About
the Play:
Short
Plays and Monologues contains 7 short plays by David Mamet.
The Pulitzer Prize-winning author explains that: "These pieces
were written variously as curtain raisers for other plays of mine,
cabaret pieces, and experiments. They are written to be performed on
a bare stage, using only a chair or two, and without props or special
costuming." These short theatre pieces range widely in content,
mood and style. They offer a stimulating challenge in terms of
selecting, arranging, and mounting the diverse components into
programs of varying length and theme, which is a major part of their
appeal to actors, who cannot resist filling up the huge spaces
between David Mamet's wonderful language with something of
their own creation.
Prairie
du Chien is an Edgar Allan Poe-ish tale of the unexpected set on
a railroad car speeding through the Wisconsin night. As his fellow
passengers gamble over an increasingly fraught game of cards, a
travelling salesman recounts a violent story of obsessive jealousy,
murder, and suicide with a paranormal twist, told within shooting
distance of a card-hustler and his victim exploding into a moment of
menace. Written so that it can be performed either onstage or on the
radio, it premiered on Earplay, a National Public Radio (NPR)

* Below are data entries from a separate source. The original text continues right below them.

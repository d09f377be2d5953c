use chrono::Utc;
use dashmap::DashMap;
use uuid::{Timestamp, Uuid};

use super::models::User;

/// In-memory account and session store.
pub struct UserStore {
    users: DashMap<Uuid, User>,
    sessions: DashMap<Uuid, Uuid>,
}

impl UserStore {
    pub fn new() -> Self {
        Self {
            users: DashMap::new(),
            sessions: DashMap::new(),
        }
    }

    /// Create an unverified account with a fresh verification token.
    /// Returns `None` when the email is already registered.
    pub fn insert(&self, username: String, email: String, password_hash: String) -> Option<User> {
        if self.find_by_email(&email).is_some() {
            return None;
        }

        let now = Utc::now();
        let user = User {
            uid: Uuid::new_v7(Timestamp::now(uuid::NoContext)),
            username,
            email,
            password_hash,
            is_verified: false,
            verification_token: Some(Uuid::new_v4()),
            created_at: now,
            updated_at: now,
        };
        self.users.insert(user.uid, user.clone());
        Some(user)
    }

    pub fn get(&self, uid: Uuid) -> Option<User> {
        self.users.get(&uid).map(|entry| entry.value().clone())
    }

    pub fn find_by_email(&self, email: &str) -> Option<User> {
        self.users
            .iter()
            .find(|entry| entry.value().email == email)
            .map(|entry| entry.value().clone())
    }

    /// Mark the account carrying this verification token as verified.
    pub fn verify(&self, token: Uuid) -> Option<User> {
        let uid = self
            .users
            .iter()
            .find(|entry| entry.value().verification_token == Some(token))
            .map(|entry| *entry.key())?;

        let mut entry = self.users.get_mut(&uid)?;
        let user = entry.value_mut();
        user.is_verified = true;
        user.verification_token = None;
        user.updated_at = Utc::now();
        Some(user.clone())
    }

    /// Issue an opaque session token for a logged-in account.
    pub fn create_session(&self, user_uid: Uuid) -> Uuid {
        let token = Uuid::new_v4();
        self.sessions.insert(token, user_uid);
        token
    }

    pub fn session_user(&self, token: Uuid) -> Option<Uuid> {
        self.sessions.get(&token).map(|entry| *entry.value())
    }
}

impl Default for UserStore {
    fn default() -> Self {
        Self::new()
    }
}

show in 1979. It was first performed in the UK at the Royal Court
Theatre Upstairs in 1986. (Cast: 6 male)
What
people say:
"A
short poignant study in violence and the twin drives of love and
money, told with hypnotic power through a travelling raconteur."
— City Limits
A
Sermon is a deliciously absurdist piece written as curtain-raiser
to introduce David Mamet's Sexual Perversity in Chicago.
In this monologue, a clergyman delivers a Sunday sermon made up of
bizarre metaphors and analogies that lead to and result from wild
digressions about human insensitivity and aggression. (Produced by
Ensemble Studio Theater (E.S.T.) Off-Off-Broadway in 1981; Cast: 1
male)
In
Shoeshine two advertising men exchange office chatter while a
third customer accuses the shoeshine men of stealing his wallet.
(Produced by Ensemble Studio Theater (E.S.T.) Off-Off-Broadway in
1979; Cast: 6 male)
Litko:
A Dramatic Monologue was
written as curtain-raiser to introduce David
Mamet's The
Duck Variations in
its Chicago premiere at the Body Politic Theatre in 1972. This
monologue shows the
actor doing everything from everything from directing to barking out
stage directions, running the light board, setting up props, and
creating sound effects. (Cast: 1 male)
In
Old Vermont is a
sketch that captures the natural qualities of Vermont that most
appeal to David
Mamet: the sky, the
cold, the elemental exposure to the changes in nature. (Cast: 1
female, 1 male)
All
Men Are Whores: An Inquiry portrays
a haunting image of sexuality and violence in America. A trio of
actors sit upon the
stage and talk, relating their unsettling experiences and feelings of
sexual rejection, violence and death. (First presented as a cabaret
offering at Yale University in 1977; Cast: 1 female, 2 male)
The
Blue Hour: City Sketches is a series of urban encounters dealing
with alienation and loneliness in big cities, alternately featuring
10 actors and all marked by angst, anger, or melancholy. It contains:
Prologue: American Twilight (Cast: 1 male); Doctor
(Cast: 1 female, 1 male); The Hat (Cast: 2 female);
Businessmen (Cast: 2 male); Cold (Cast: 2 male);
Epilogue (Cast: 1 male). (First performed as a workshop at New
York's Public Theater in 1979)
About
the Playwright:
David
Mamet is a Pulitzer Prize-winning playwright and an Academy
Award-nominated screenwriter as well as a director, novelist, poet,
and essayist. He has written the screenplays for more than twenty
films, including the Oscar-nominated The Verdict. His more
than twenty plays include the Pulitzer Prizewinning Glengarry Glen
Ross. His other awards include a Tony Award, an Academy Award,
two OBIE Awards, two NYDCC Awards, and Outer Circle, Society of West
End Theatre, and Dramatists Guild Hall-Warriner Awards.